Identify all lines of the data containing the string "assignment" and copy them.
[Record extracts]
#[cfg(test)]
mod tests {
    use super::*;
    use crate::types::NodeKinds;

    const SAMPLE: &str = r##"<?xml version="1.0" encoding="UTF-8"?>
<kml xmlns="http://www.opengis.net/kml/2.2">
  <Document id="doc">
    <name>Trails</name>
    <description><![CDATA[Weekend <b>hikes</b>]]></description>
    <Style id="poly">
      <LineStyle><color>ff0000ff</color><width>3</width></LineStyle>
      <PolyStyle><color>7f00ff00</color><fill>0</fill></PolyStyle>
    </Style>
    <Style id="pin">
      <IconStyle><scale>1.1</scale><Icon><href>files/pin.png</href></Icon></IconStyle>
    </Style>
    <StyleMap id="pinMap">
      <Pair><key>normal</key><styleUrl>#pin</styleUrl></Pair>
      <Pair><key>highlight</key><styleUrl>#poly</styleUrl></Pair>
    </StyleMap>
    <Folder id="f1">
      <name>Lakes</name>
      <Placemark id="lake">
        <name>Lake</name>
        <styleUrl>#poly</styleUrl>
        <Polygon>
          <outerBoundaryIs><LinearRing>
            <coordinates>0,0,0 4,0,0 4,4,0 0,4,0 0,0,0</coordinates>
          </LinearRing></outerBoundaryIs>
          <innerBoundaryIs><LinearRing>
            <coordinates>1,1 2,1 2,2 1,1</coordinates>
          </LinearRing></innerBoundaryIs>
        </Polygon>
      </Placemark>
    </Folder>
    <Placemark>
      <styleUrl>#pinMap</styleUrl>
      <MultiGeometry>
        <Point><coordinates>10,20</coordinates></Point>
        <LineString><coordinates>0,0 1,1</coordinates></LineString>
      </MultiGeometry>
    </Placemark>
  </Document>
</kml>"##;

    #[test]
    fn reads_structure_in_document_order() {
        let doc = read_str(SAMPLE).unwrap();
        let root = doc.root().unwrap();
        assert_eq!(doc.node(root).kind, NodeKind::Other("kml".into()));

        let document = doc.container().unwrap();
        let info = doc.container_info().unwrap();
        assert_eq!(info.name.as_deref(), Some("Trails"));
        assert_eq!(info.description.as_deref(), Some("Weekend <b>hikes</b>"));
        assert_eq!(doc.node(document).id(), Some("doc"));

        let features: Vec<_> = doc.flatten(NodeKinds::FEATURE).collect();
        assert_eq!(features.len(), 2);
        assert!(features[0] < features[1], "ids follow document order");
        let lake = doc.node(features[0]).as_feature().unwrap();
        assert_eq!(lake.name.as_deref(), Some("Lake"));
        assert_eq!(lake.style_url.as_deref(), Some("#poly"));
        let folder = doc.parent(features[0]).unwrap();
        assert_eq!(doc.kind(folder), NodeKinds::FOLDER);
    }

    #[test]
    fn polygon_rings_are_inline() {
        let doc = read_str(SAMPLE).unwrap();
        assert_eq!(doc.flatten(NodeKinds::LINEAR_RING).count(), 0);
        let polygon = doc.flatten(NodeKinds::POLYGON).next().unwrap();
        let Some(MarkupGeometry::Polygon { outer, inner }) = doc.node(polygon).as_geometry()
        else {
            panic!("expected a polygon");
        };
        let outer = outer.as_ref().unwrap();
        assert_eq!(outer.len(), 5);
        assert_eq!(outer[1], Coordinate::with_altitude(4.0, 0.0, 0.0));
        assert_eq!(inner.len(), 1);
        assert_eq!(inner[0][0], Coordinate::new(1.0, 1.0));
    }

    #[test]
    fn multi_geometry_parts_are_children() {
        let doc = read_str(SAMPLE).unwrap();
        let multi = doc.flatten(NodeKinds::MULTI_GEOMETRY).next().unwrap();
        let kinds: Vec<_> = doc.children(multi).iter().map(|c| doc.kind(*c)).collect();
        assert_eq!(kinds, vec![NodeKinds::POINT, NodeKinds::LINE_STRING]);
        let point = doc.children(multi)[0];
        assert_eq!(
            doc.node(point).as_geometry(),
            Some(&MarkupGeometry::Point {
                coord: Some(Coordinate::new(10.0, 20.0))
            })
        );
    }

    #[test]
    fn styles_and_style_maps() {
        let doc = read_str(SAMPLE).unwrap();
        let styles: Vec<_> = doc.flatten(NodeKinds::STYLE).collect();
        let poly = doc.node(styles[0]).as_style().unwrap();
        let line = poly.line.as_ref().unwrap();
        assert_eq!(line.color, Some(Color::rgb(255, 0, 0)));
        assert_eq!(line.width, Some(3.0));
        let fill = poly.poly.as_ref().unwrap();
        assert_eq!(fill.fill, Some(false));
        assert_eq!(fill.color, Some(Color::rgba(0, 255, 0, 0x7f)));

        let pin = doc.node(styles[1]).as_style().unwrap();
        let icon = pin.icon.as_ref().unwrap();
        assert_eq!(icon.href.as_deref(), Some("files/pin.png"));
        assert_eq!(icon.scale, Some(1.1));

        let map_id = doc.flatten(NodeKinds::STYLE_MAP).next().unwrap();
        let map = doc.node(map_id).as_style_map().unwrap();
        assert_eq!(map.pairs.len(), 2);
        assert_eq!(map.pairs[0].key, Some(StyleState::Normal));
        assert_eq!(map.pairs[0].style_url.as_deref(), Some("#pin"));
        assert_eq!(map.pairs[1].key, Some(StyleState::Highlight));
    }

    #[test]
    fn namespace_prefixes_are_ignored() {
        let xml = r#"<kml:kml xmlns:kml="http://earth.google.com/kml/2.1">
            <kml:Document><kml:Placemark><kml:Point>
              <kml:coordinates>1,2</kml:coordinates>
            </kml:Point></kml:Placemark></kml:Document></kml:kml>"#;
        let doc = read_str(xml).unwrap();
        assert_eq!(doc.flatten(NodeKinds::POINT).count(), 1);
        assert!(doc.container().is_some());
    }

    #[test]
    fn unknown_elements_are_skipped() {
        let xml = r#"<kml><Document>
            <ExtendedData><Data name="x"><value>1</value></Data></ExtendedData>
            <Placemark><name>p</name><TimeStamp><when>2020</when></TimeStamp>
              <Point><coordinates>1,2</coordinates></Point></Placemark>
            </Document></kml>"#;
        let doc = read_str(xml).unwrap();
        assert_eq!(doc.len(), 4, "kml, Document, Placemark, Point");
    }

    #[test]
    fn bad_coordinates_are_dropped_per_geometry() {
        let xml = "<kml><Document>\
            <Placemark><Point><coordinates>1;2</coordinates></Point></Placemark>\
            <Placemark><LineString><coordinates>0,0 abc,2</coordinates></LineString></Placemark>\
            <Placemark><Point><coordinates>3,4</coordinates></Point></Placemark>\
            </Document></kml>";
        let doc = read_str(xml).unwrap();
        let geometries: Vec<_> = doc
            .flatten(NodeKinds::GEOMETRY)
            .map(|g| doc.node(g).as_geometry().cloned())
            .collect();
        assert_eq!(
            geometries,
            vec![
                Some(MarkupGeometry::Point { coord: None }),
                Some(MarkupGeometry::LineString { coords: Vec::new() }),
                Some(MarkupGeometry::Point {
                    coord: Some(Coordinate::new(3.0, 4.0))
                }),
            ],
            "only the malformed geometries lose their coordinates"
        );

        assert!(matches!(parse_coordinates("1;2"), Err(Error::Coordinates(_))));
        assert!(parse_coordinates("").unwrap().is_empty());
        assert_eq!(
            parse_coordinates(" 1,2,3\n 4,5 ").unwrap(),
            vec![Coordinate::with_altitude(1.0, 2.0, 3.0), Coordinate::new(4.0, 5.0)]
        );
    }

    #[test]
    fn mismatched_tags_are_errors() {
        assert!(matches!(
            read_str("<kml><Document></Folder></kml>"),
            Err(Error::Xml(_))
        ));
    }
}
[/Record extracts]
[Record extracts]
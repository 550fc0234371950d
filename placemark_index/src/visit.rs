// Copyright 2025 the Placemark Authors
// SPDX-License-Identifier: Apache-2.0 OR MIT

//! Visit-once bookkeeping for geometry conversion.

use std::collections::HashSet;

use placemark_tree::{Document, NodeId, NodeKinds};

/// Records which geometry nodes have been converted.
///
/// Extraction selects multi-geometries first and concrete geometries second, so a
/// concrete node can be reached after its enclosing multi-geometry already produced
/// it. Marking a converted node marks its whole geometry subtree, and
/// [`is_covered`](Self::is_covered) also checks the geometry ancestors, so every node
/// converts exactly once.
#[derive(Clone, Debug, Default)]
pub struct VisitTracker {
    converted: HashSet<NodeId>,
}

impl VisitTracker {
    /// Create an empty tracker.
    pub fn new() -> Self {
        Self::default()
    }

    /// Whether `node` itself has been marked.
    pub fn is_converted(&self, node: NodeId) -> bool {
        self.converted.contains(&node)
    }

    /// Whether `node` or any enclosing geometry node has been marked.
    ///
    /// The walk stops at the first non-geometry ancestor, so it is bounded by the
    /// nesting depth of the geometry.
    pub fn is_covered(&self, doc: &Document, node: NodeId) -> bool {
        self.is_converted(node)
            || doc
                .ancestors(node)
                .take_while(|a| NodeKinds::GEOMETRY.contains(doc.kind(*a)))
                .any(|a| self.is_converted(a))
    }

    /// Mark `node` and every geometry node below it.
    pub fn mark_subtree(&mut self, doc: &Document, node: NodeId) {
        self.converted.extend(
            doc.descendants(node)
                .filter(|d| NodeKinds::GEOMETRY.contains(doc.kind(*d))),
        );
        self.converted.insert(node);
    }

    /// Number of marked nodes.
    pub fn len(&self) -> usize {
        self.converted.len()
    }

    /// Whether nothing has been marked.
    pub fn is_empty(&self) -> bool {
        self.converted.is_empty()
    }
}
[/Record extracts]
[Record extracts]
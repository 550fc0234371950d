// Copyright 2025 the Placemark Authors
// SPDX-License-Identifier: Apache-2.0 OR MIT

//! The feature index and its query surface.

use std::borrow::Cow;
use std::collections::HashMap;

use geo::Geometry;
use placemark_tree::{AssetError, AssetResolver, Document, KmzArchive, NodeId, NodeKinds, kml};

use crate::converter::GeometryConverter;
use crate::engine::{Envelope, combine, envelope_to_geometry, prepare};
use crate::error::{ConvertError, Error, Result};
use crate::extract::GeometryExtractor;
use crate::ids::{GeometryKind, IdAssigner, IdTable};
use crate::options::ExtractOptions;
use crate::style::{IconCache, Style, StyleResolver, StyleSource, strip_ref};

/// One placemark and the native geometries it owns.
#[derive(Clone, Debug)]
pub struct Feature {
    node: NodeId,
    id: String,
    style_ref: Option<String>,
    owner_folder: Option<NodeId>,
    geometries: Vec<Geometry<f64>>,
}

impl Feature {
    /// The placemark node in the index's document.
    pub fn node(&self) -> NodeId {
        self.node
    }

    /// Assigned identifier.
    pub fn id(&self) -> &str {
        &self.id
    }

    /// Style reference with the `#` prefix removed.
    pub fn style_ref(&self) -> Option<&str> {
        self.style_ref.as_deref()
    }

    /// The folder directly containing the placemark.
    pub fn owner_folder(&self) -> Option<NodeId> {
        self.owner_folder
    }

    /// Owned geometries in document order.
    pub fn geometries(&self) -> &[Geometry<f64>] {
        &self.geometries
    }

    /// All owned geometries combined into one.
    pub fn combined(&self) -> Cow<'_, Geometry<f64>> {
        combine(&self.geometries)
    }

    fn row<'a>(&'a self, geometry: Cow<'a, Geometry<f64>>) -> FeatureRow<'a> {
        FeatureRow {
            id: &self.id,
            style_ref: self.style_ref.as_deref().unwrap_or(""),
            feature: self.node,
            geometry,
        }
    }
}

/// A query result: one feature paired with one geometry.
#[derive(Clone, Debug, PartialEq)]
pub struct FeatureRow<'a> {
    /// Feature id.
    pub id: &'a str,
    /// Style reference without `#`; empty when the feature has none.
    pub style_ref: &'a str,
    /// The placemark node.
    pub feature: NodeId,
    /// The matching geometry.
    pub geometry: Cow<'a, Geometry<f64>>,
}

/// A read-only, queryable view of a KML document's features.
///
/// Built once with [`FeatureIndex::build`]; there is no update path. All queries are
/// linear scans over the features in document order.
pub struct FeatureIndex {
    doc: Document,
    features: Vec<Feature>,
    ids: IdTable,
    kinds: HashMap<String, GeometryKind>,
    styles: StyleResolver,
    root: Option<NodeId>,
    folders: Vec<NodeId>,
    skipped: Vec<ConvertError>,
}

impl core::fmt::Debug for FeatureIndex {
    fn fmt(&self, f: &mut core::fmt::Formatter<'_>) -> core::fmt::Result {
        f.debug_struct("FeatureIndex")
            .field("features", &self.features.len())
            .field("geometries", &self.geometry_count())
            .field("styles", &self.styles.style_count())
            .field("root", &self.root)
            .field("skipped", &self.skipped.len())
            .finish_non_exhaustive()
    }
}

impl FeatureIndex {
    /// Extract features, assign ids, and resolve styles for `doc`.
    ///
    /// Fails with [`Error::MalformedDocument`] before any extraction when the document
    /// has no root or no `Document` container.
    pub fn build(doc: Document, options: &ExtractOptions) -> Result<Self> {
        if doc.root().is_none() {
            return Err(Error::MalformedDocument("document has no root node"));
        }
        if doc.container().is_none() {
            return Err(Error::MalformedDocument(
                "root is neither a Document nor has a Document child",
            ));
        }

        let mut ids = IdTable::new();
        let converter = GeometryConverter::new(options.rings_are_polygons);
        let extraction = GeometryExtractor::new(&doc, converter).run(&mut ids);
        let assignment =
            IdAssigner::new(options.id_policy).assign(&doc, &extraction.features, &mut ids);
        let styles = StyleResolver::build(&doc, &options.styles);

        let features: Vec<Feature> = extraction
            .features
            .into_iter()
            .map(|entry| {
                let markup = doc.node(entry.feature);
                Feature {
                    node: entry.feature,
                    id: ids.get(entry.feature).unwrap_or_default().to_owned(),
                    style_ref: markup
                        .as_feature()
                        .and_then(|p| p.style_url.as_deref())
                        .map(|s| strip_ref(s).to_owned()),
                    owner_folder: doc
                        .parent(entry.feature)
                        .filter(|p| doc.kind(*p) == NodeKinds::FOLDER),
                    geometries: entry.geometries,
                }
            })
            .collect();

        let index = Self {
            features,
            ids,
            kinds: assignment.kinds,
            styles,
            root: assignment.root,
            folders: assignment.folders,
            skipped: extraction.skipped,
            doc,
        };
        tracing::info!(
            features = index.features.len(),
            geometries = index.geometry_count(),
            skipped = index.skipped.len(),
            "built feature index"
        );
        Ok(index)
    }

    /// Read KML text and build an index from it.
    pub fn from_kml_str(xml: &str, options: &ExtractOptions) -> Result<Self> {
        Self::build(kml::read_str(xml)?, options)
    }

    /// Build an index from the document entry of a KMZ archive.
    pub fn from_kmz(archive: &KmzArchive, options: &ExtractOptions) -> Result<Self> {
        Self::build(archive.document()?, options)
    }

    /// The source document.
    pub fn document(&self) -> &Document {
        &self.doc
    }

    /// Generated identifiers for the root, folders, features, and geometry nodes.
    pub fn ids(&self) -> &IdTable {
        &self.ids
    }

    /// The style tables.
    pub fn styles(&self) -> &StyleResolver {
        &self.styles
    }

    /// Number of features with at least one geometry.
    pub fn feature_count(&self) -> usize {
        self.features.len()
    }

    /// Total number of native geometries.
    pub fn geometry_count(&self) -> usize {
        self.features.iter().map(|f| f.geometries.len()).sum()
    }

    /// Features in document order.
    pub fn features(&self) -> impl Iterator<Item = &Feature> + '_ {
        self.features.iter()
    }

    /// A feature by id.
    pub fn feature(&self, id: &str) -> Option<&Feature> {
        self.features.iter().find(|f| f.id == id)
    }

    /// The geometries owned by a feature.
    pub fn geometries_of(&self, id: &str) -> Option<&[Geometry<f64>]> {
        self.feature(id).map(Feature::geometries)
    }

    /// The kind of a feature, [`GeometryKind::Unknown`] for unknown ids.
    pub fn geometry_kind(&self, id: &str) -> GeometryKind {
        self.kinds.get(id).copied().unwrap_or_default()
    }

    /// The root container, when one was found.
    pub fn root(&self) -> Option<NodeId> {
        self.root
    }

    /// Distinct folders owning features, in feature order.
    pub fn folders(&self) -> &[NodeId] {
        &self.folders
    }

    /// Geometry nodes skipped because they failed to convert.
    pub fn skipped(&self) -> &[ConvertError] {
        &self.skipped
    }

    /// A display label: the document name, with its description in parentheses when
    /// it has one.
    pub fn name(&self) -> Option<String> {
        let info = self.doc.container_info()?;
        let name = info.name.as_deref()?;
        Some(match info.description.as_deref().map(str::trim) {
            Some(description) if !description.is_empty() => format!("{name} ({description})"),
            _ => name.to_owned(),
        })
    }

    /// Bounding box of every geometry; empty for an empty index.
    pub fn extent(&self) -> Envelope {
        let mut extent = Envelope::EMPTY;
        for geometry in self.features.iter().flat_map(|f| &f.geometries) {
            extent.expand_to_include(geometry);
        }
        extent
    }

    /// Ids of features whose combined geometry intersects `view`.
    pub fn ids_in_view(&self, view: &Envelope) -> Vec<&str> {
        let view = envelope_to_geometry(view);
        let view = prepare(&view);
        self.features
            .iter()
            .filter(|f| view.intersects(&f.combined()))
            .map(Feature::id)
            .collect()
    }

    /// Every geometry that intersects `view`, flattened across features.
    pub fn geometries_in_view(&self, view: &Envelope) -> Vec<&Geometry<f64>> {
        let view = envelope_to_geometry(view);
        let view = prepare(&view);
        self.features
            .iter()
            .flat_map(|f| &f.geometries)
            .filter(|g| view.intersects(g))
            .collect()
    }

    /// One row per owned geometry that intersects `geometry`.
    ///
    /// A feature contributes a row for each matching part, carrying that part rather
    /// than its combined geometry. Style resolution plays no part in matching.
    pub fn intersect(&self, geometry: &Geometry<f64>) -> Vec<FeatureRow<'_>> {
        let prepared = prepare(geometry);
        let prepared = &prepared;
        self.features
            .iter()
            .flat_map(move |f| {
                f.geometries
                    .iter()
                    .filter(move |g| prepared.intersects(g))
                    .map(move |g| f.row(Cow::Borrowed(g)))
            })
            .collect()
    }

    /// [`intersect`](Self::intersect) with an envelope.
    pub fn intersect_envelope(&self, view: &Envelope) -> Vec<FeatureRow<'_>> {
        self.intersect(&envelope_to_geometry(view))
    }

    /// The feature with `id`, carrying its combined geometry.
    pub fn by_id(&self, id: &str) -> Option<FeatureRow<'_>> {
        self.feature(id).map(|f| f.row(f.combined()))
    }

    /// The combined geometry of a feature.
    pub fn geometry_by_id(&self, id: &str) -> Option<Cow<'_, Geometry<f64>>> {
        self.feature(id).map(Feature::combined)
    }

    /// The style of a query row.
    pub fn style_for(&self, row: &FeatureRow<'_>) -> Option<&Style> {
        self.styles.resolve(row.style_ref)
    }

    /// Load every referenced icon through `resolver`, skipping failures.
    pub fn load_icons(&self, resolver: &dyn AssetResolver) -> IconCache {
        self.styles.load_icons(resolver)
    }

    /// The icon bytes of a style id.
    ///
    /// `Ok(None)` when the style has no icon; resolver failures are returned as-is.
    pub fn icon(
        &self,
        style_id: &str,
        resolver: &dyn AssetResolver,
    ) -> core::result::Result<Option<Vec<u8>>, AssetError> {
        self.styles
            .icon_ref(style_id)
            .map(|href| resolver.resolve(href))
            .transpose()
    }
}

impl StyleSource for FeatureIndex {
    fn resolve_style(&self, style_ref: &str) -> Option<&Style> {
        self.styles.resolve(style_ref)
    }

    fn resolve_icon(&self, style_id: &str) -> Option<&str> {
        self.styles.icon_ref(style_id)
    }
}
[/Record extracts]
**Output below**
        let assignment =
            kinds: assignment.kinds,
            root: assignment.root,
            folders: assignment.folders,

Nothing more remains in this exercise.